1. Download and save phptriad r2.2 from the project pages at http://www.sourceforge.net/phptriad/ on SourceForge.
2. Run phptriad2-2-1.exe.
3. When the install is done, run PHPTriad -> Apache Console -> Start Apache from the start menu like any other Windows app. A command window named “Start
   Apache” opens. Minimize the Apache window, but don’t exit the program. Apache is now listening on port 80 for browser requests.
4. Open your browser to http://localhost/ and you’ll see the PhpTriad welcome screen. Great!

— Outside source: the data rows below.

//! shardwire CLI
//!
//! Command-line tools for shardwire tablets and vindexes.
//!
//! # Commands
//!
//! - `serve` - Run an in-memory tablet over tcp
//! - `map` - Map values to keyspace ids through a vindex
//! - `verify` - Check that a value maps to a keyspace id
//! - `health` - Follow a tablet's health stream
//! - `split` - Split a query into key-range parts

mod commands;
mod error;

use clap::{Parser, Subcommand};
use commands::split::{Algorithm, SplitRequest};
use commands::vindex::InputKind;
use commands::{Format, TargetArgs};
use std::net::SocketAddr;
use std::path::PathBuf;
use std::process::ExitCode;
use tracing::error;
use tracing_subscriber::EnvFilter;

/// shardwire command-line tools.
#[derive(Parser)]
#[command(name = "shardwire")]
#[command(author, version, about, long_about = None)]
struct Cli {
    /// Enable verbose output
    #[arg(global = true, short, long)]
    verbose: bool,

    #[command(subcommand)]
    command: Commands,
}

#[derive(Subcommand)]
enum Commands {
    /// Run an in-memory tablet over tcp
    Serve {
        /// Address to listen on
        #[arg(long, default_value = "127.0.0.1:15991")]
        addr: SocketAddr,

        #[command(flatten)]
        target: TargetArgs,

        /// Create this table with an `id` primary key
        #[arg(long)]
        seed_table: Option<String>,

        /// Rows in the seeded table
        #[arg(long, default_value = "1000")]
        rows: i64,
    },

    /// Map values to keyspace ids through a vindex
    Map {
        /// VSchema JSON file
        #[arg(long)]
        vschema: PathBuf,

        /// Keyspace holding the vindex
        #[arg(long)]
        keyspace: String,

        /// Vindex name
        #[arg(long)]
        vindex: String,

        /// How values are interpreted
        #[arg(long, value_enum, default_value_t)]
        input: InputKind,

        /// Output format
        #[arg(short, long, value_enum, default_value_t)]
        format: Format,

        /// Values to map
        #[arg(required = true)]
        values: Vec<String>,
    },

    /// Check that a value maps to a keyspace id
    Verify {
        /// VSchema JSON file
        #[arg(long)]
        vschema: PathBuf,

        /// Keyspace holding the vindex
        #[arg(long)]
        keyspace: String,

        /// Vindex name
        #[arg(long)]
        vindex: String,

        /// How the value is interpreted
        #[arg(long, value_enum, default_value_t)]
        input: InputKind,

        /// Value to check
        value: String,

        /// Expected keyspace id in hex
        keyspace_id: String,
    },

    /// Follow a tablet's health stream
    Health {
        /// Tablet address (host:port)
        #[arg(long, default_value = "127.0.0.1:15991")]
        addr: String,

        #[command(flatten)]
        target: TargetArgs,

        /// Stop after this many snapshots
        #[arg(short, long)]
        count: Option<usize>,

        /// Output format
        #[arg(short, long, value_enum, default_value_t)]
        format: Format,
    },

    /// Split a query into key-range parts
    Split {
        /// Tablet address (host:port)
        #[arg(long, default_value = "127.0.0.1:15991")]
        addr: String,

        #[command(flatten)]
        target: TargetArgs,

        /// Split column (defaults to the primary key)
        #[arg(long)]
        column: Option<String>,

        /// Number of parts
        #[arg(long, default_value = "0")]
        count: i64,

        /// Rows per part
        #[arg(long, default_value = "0")]
        rows_per_part: i64,

        /// Splitting algorithm
        #[arg(long, value_enum, default_value_t)]
        algorithm: Algorithm,

        /// Output format
        #[arg(short, long, value_enum, default_value_t)]
        format: Format,

        /// Query to split
        sql: String,
    },
}

async fn run(command: Commands) -> error::CliResult<()> {
    match command {
        Commands::Serve {
            addr,
            target,
            seed_table,
            rows,
        } => commands::serve::run(addr, &target, seed_table.as_deref(), rows).await,
        Commands::Map {
            vschema,
            keyspace,
            vindex,
            input,
            format,
            values,
        } => commands::vindex::run_map(&vschema, &keyspace, &vindex, input, &values, format),
        Commands::Verify {
            vschema,
            keyspace,
            vindex,
            input,
            value,
            keyspace_id,
        } => commands::vindex::run_verify(&vschema, &keyspace, &vindex, input, &value, &keyspace_id),
        Commands::Health {
            addr,
            target,
            count,
            format,
        } => commands::health::run(&addr, &target, count, format).await,
        Commands::Split {
            addr,
            target,
            column,
            count,
            rows_per_part,
            algorithm,
            format,
            sql,
        } => {
            let request = SplitRequest {
                sql,
                column,
                count,
                rows_per_part,
                algorithm,
            };
            commands::split::run(&addr, &target, request, format).await
        }
    }
}

#[tokio::main]
async fn main() -> ExitCode {
    let cli = Cli::parse();

    // Initialize logging
    let filter = if cli.verbose {
        EnvFilter::new("debug")
    } else {
        EnvFilter::new("info")
    };
    tracing_subscriber::fmt().with_env_filter(filter).init();

    match run(cli.command).await {
        Ok(()) => ExitCode::SUCCESS,
        Err(e) => {
            error!(error = %e, "command failed");
            ExitCode::FAILURE
        }
    }
}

Download Subdreamer Light.

1. Register on the Subdreamer site at http://www.subdreamer.com/, then log in. Go to http://www.subdreamer.com/light/, download the Subdreamer Light .zip file
2. Extract it into C:\apache\htdocs\. This will create directory C:\apache\htdocs\Subdreamer_Light_2202. Go into this directory, find the directory named upload and move it up to C:\apache\htdocs.
3. In directory C:\apache\htdocs\subdreamer\includes\, make a copy of the file config.php.new. Rename this file config.php.
4. Important! Check the properties of folder subdreamer and uncheck Read-only if it’s checked.

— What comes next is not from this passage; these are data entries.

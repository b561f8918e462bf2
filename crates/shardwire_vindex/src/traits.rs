//! Vindex capability traits.

use crate::error::VindexResult;
use crate::input::VindexInput;
use shardwire_types::KeyspaceId;
use std::fmt::Debug;

/// Core vindex capability.
///
/// Implementations are immutable after construction and are shared across
/// threads, so `map` and `verify` must not interfere with each other.
pub trait Vindex: Send + Sync + Debug {
    /// Returns the vindex name (unique within its keyspace).
    fn name(&self) -> &str;

    /// Returns the planning cost. Lower is preferred; constant per instance.
    fn cost(&self) -> u32;

    /// Maps each input to its keyspace id, in input order.
    ///
    /// A single unsupported input fails the whole call.
    fn map(&self, ids: &[VindexInput]) -> VindexResult<Vec<KeyspaceId>>;

    /// Returns true if `id` maps to exactly `ksid`.
    fn verify(&self, id: &VindexInput, ksid: &KeyspaceId) -> VindexResult<bool>;

    /// Returns the reverse-mapping capability, if the vindex has one.
    fn as_reversible(&self) -> Option<&dyn Reversible> {
        None
    }

    /// Returns the lookup-row maintenance capability, if the vindex has one.
    fn as_lookup(&self) -> Option<&dyn Lookup> {
        None
    }
}

/// A vindex whose mapping can be inverted.
pub trait Reversible: Vindex {
    /// Recovers the input value from a keyspace id.
    fn reverse_map(&self, ksid: &KeyspaceId) -> VindexResult<VindexInput>;
}

/// A vindex backed by lookup rows the caller maintains.
pub trait Lookup: Vindex {
    /// Records that `id` maps to `ksid`.
    fn create(&self, id: &VindexInput, ksid: &KeyspaceId) -> VindexResult<()>;

    /// Removes the rows for `ids` that map to `ksid`.
    fn delete(&self, ids: &[VindexInput], ksid: &KeyspaceId) -> VindexResult<()>;
}
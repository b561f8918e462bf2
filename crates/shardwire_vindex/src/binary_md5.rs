//! MD5 hash over binary column content.

use crate::error::{VindexError, VindexResult};
use crate::input::VindexInput;
use crate::registry::VindexSpec;
use crate::traits::Vindex;
use md5::{Digest, Md5};
use shardwire_types::KeyspaceId;
use std::sync::Arc;

/// Hashes raw bytes to a 16-byte keyspace id.
///
/// MD5 is used for its distribution, not for collision resistance against
/// an adversary. Only byte-shaped inputs are accepted.
#[derive(Debug, Clone)]
pub struct BinaryMd5 {
    name: String,
}

impl BinaryMd5 {
    /// Registered type name.
    pub const TYPE: &'static str = "binary_md5";

    /// Creates the vindex.
    pub fn new(name: impl Into<String>) -> Self {
        Self { name: name.into() }
    }

    /// Registry constructor. Takes no parameters.
    pub fn construct(spec: &VindexSpec<'_>) -> VindexResult<Arc<dyn Vindex>> {
        Ok(Arc::new(Self::new(spec.name)))
    }

    fn hash(&self, id: &VindexInput) -> VindexResult<KeyspaceId> {
        let source = id.raw_bytes().ok_or_else(|| {
            VindexError::unsupported_input(
                &self.name,
                format!("unexpected data type for binary hash: {}", id.kind()),
            )
        })?;
        Ok(KeyspaceId::new(Md5::digest(source).to_vec()))
    }
}

impl Vindex for BinaryMd5 {
    fn name(&self) -> &str {
        &self.name
    }

    fn cost(&self) -> u32 {
        1
    }

    fn map(&self, ids: &[VindexInput]) -> VindexResult<Vec<KeyspaceId>> {
        ids.iter().map(|id| self.hash(id)).collect()
    }

    fn verify(&self, id: &VindexInput, ksid: &KeyspaceId) -> VindexResult<bool> {
        Ok(&self.hash(id)? == ksid)
    }
}

#[cfg(test)]
mod tests {
    use super::*;
    use proptest::prelude::*;
    use shardwire_types::Value;

    fn vindex() -> BinaryMd5 {
        BinaryMd5::new("binary_md5")
    }

    #[test]
    fn cost_is_one() {
        assert_eq!(vindex().cost(), 1);
        assert_eq!(vindex().name(), "binary_md5");
    }

    #[test]
    fn known_digest() {
        // md5("test1")
        let ids = vindex()
            .map(&[VindexInput::Bytes(b"test1".to_vec())])
            .unwrap();
        assert_eq!(ids[0].to_hex(), "5a105e8b9d40e1329780d62ea2265d8a");
    }

    #[test]
    fn value_and_bytes_agree() {
        let v = vindex();
        let ids = v
            .map(&[
                VindexInput::Value(Value::from_text("test1")),
                VindexInput::Bytes(b"test1".to_vec()),
            ])
            .unwrap();
        assert_eq!(ids[0], ids[1]);
    }

    #[test]
    fn rejects_non_binary_input() {
        let v = vindex();
        let err = v
            .map(&[VindexInput::Bytes(b"ok".to_vec()), VindexInput::Int(1)])
            .unwrap_err();
        assert!(matches!(err, VindexError::UnsupportedInput { .. }));

        let err = v
            .verify(&VindexInput::Text("a".into()), &KeyspaceId::NONE)
            .unwrap_err();
        assert!(matches!(err, VindexError::UnsupportedInput { .. }));
    }

    #[test]
    fn verify_rejects_wrong_id() {
        let v = vindex();
        let id = VindexInput::Bytes(b"test1".to_vec());
        assert!(!v.verify(&id, &KeyspaceId::new(vec![0u8; 16])).unwrap());
    }

    proptest! {
        #[test]
        fn map_then_verify(bytes in proptest::collection::vec(any::<u8>(), 0..64)) {
            let v = vindex();
            let id = VindexInput::Bytes(bytes);
            let ksid = v.map(std::slice::from_ref(&id)).unwrap().remove(0);
            prop_assert_eq!(ksid.len(), 16);
            prop_assert!(v.verify(&id, &ksid).unwrap());
            prop_assert_eq!(v.map(std::slice::from_ref(&id)).unwrap().remove(0), ksid);
        }

        #[test]
        fn distinct_inputs_distinct_ids(
            a in proptest::collection::vec(any::<u8>(), 0..32),
            b in proptest::collection::vec(any::<u8>(), 0..32),
        ) {
            prop_assume!(a != b);
            let v = vindex();
            let ids = v.map(&[VindexInput::Bytes(a), VindexInput::Bytes(b)]).unwrap();
            prop_assert_ne!(&ids[0], &ids[1]);
        }
    }
}
//! Transaction pool.

use crate::engine::QueryEngine;
use crate::error::{ServerResult, TabletServerError};
use parking_lot::Mutex;
use shardwire_tabletconn::SessionId;
use shardwire_types::{BoundQuery, QueryResult, TransactionId};
use std::collections::HashMap;
use tracing::{debug, info};

/// Open transactions of one tablet.
///
/// Statements are evaluated when executed and buffered; commit applies the
/// buffer to the engine as one unit, rollback discards it.
///
/// Every transaction belongs to the session that began it. Other sessions
/// see it as unknown, and [`TxPool::release`] rolls back whatever a session
/// still holds when its client goes away.
#[derive(Debug)]
pub struct TxPool {
    capacity: usize,
    inner: Mutex<PoolState>,
}

#[derive(Debug)]
struct OpenTx {
    owner: SessionId,
    statements: Vec<BoundQuery>,
}

#[derive(Debug)]
struct PoolState {
    last_id: TransactionId,
    open: HashMap<TransactionId, OpenTx>,
}

impl PoolState {
    fn owned(&mut self, id: TransactionId, owner: SessionId) -> ServerResult<&mut OpenTx> {
        match self.open.get_mut(&id) {
            Some(tx) if tx.owner == owner => Ok(tx),
            _ => Err(TabletServerError::NotInTx(id)),
        }
    }

    fn take(&mut self, id: TransactionId, owner: SessionId) -> ServerResult<Vec<BoundQuery>> {
        self.owned(id, owner)?;
        self.open
            .remove(&id)
            .map(|tx| tx.statements)
            .ok_or(TabletServerError::NotInTx(id))
    }
}

impl TxPool {
    /// Creates a pool holding at most `capacity` open transactions.
    pub fn new(capacity: usize) -> Self {
        Self {
            capacity,
            inner: Mutex::new(PoolState {
                last_id: 0,
                open: HashMap::new(),
            }),
        }
    }

    /// Opens a transaction for `owner`. Ids are nonzero and increase
    /// monotonically.
    pub fn begin(&self, owner: SessionId) -> ServerResult<TransactionId> {
        let mut state = self.inner.lock();
        if state.open.len() >= self.capacity {
            return Err(TabletServerError::PoolExhausted(state.open.len()));
        }
        state.last_id += 1;
        let id = state.last_id;
        state.open.insert(
            id,
            OpenTx {
                owner,
                statements: Vec::new(),
            },
        );
        debug!(transaction_id = id, session = owner, "transaction begun");
        Ok(id)
    }

    /// Evaluates `query` inside transaction `id` and buffers it.
    pub fn execute(
        &self,
        id: TransactionId,
        owner: SessionId,
        engine: &dyn QueryEngine,
        query: &BoundQuery,
    ) -> ServerResult<QueryResult> {
        let mut state = self.inner.lock();
        let tx = state.owned(id, owner)?;
        let result = engine.evaluate(query)?;
        tx.statements.push(query.clone());
        Ok(result)
    }

    /// Applies the buffered statements of `id` and ends it.
    pub fn commit(
        &self,
        id: TransactionId,
        owner: SessionId,
        engine: &dyn QueryEngine,
    ) -> ServerResult<()> {
        let statements = self.inner.lock().take(id, owner)?;
        debug!(transaction_id = id, statements = statements.len(), "transaction committed");
        engine.apply(statements);
        Ok(())
    }

    /// Discards the buffered statements of `id` and ends it.
    pub fn rollback(&self, id: TransactionId, owner: SessionId) -> ServerResult<()> {
        self.inner.lock().take(id, owner)?;
        debug!(transaction_id = id, "transaction rolled back");
        Ok(())
    }

    /// Rolls back every transaction `owner` still holds and returns how many
    /// there were.
    pub fn release(&self, owner: SessionId) -> usize {
        let mut state = self.inner.lock();
        let before = state.open.len();
        state.open.retain(|_, tx| tx.owner != owner);
        let released = before - state.open.len();
        if released > 0 {
            info!(session = owner, released, "abandoned transactions rolled back");
        }
        released
    }

    /// Returns the number of open transactions.
    pub fn len(&self) -> usize {
        self.inner.lock().open.len()
    }

    /// Returns true when no transaction is open.
    pub fn is_empty(&self) -> bool {
        self.len() == 0
    }
}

Configure a database for Subdreamer.

1. From the start menu run PHPTriad -> MySQL -> MYSQL-D-NT.
2. When you point your browser to http://localhost/phpmyadmin you’ll see the phpMyAdmin welcome page. It’s pretty much self-explanatory.
3. Point your browser to http://localhost/phpmyadmin and create a new database named sdcms.
4. Point your browser to http://localhost/phpmyadmin and Reload MySQL. It is very important to reload the SQL by revisiting http://localhost/phpmyadmin after every command, so check that out if things don’t work.
5. Point your browser to http://localhost/phpmyadmin and go to Users.
6. Select database scms in the pulldown menu Check Database Privileges. Now add a new user sdadmin and with password sdpasswd. Give the user all privileges. Don’t forget to write down that password!

Install Subdreamer Light.

1. Run the Subdreamer installer by pointing your browser to http://localhost/subdreamer/install/install.php. Fill in the requested data:
      Database server hostname: localhost
   Database name: sdcms
   Database username: sduser
   Database password: sdpw
   Table Prefix: sd_
   Username: admin
   Password: changeme
   Confirm Password: changeme
   Email: you@your.com
   When you click “Install Subdreamer” it should take you to the “Installation Successfull!” page. Hooray!
2. Now delete the install directory and you’re ready to create your web site.
3. Go to the subdreamer admin panel at http://localhost/subdreamer/admin/ and log in as user admin with password changeme. You will be prompted (via a pink error message) to enter the full URL for your Subdreamer installation. It is http://localhost/subdreamer/

And that’s it! Experiment with settings, post entries, create and delete users. Subdreamer is suitable for a small to medium website, and that is why it is so easy to use. If you like Subdreamer, by all means buy the full version.
Just remember to periodically export the sdcms database via http://localhost/phpmyadmin. Not only does it protect your data from late-night errors, and there will be errors, but when you decide to go live with Subdreamer you can reuse your local data on-line. Your web host will likely also use phpMyAdmin and you can follow the same steps to create the database, and then import the file.